Вашей милости тревожиться нечего. Чернильная душа писаки в «Mercure de France», естественно, хотела заставить провинцию задрожать от страха. Никакой опасности для жизни нет. Кончик шпаги графа Гюи Шевреза только немного порезал щеку его сиятельства принца и заставил его потерять несколько унций крови. Но это даже принесет ему пользу, так как охладит слишком большой пыл принца.

О причинах дуэли с достоверностью ничего неизвестно даже камердинеру, преданную дружбу которого я приобрел при помощи еще нескольких луидоров. Одно, по-видимому, верно, что ссора произошла в отеле m-lle Гимар, той самой красивой дамы, которую вчера принимал принц. Очевидно, в Париже теперь вошло в моду принимать в постели, и даже мужчины большого света дают в постели свои аудиенции.

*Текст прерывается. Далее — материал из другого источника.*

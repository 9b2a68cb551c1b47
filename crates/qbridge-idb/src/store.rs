//! Object store handles.

use serde::de::DeserializeOwned;
use serde_json::Value as JsonValue;

use crate::cursor::Cursor;
use crate::error::IdbError;
use crate::index::Index;
use crate::request::{Request, RequestSource};
use crate::transaction::Transaction;
use qbridge_common::BridgeError;
use qbridge_protocol::{
    validate_key, Command, CursorDirection, CursorOpened, ImportOptions, ImportRow, IndexOptions,
    KeyPath, Query, StoreMetadata,
};

/// An object store seen through one transaction.
#[derive(Clone)]
pub struct ObjectStore {
    tx: Transaction,
    name: String,
}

Но меня, конечно, не приняли, потому что вы не позволили мне назвать никому другому, кроме принца, имя той, которая послала меня. Впрочем, тут виновата моя собственная глупость. Завтра я переменю простое имя Гальяра на какое-нибудь другое, увенчанное семи или девятизубчатой короной, и тогда меня впустят не в заднюю дверь, а широко откроют передо мной парадные двери.

Я пошлю тогда, вслед за сегодняшним, второго курьера с письмом.

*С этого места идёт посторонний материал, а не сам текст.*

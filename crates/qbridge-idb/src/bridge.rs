//! Transport adapter: turns one-way message posting into awaitable calls.

use qbridge_common::{with_timeout, BridgeConfig, BridgeError};
use qbridge_protocol::{Command, CorrelationId, Envelope, MessageChannel, ReplySink};
use serde_json::Value as JsonValue;
use std::future::Future;
use std::sync::atomic::{AtomicU64, Ordering};
use std::sync::Arc;
use tracing::{debug, warn};

/// Uniform `call(command) -> deferred result` over a [`MessageChannel`].
pub struct Bridge {
    config: BridgeConfig,
    channel: Arc<dyn MessageChannel>,
    replies: ReplySink,
    next_id: AtomicU64,
}

impl Bridge {
    pub fn new(config: BridgeConfig, channel: Arc<dyn MessageChannel>) -> Arc<Self> {
        Arc::new(Self {
            config,
            channel,
            replies: ReplySink::new(),
            next_id: AtomicU64::new(1),
        })
    }

    /// Service every envelope is addressed to.
    pub fn target(&self) -> &str {
        &self.config.target
    }

    pub fn config(&self) -> &BridgeConfig {
        &self.config
    }

    /// Post `command` now and return a future for its reply.
    ///
    /// The envelope leaves before this returns, so calls reach the channel in
    /// call order. Nothing is retried.
    pub fn call(
        &self,
        command: &Command,
    ) -> impl Future<Output = Result<JsonValue, BridgeError>> + 'static {
        let id = CorrelationId::new(self.next_id.fetch_add(1, Ordering::Relaxed));
        let operation = command.operation();
        let envelope = Envelope {
            target: self.config.target.clone(),
            operation: operation.to_string(),
            arguments: command.arguments(),
            correlation_id: id,
        };

        debug!(operation, correlation_id = %id, "Dispatching");
        let rx = self.replies.register(id);
        let posted = self.channel.post(envelope, self.replies.clone());
        let replies = self.replies.clone();
        let timeout = self.config.call_timeout();

        async move {
            if let Err(e) = posted {
                replies.forget(id);
                warn!(operation, correlation_id = %id, error = %e, "Channel refused envelope");
                return Err(e);
            }
            let received = match timeout {
                Some(limit) => match with_timeout(limit, || rx).await {
                    Ok(received) => received,
                    Err(e) => {
                        replies.forget(id);
                        warn!(operation, correlation_id = %id, "Call timed out");
                        return Err(e);
                    }
                },
                None => rx.await,
            };
            received.unwrap_or(Err(BridgeError::Cancelled))
        }
    }

    /// Calls still waiting for a reply.
    pub fn pending_calls(&self) -> usize {
        self.replies.pending()
    }
}

impl std::fmt::Debug for Bridge {
    fn fmt(&self, f: &mut std::fmt::Formatter<'_>) -> std::fmt::Result {
        f.debug_struct("Bridge")
            .field("target", &self.config.target)
            .field("pending_calls", &self.pending_calls())
            .finish()
    }
}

Позвольте мне выразить вам мою неизменную благодарность и преданность. Я жалею, что, кроме пары лошадиных ног, ничем больше не могу пожертвовать для вас.


Люсьен Гальяр — Дельфине

22 марта 1774 г.


Высокопочитаемая госпожа маркиза! Только что посетил принца. Мое сообщение заставало его привскочить на постели. Я мог при этом убедиться, как еще много здоровой крови наполняет его жилы, так как лицо его запылало как огонь, лишь только я произнес ваше имя.

— Напишите вашей повелительнице, — сказал он, — что я ничего так страстно не желаю, как быть действительно больным при смерти, чтоб ее трогательная заботливость могла вернуть меня к жизни.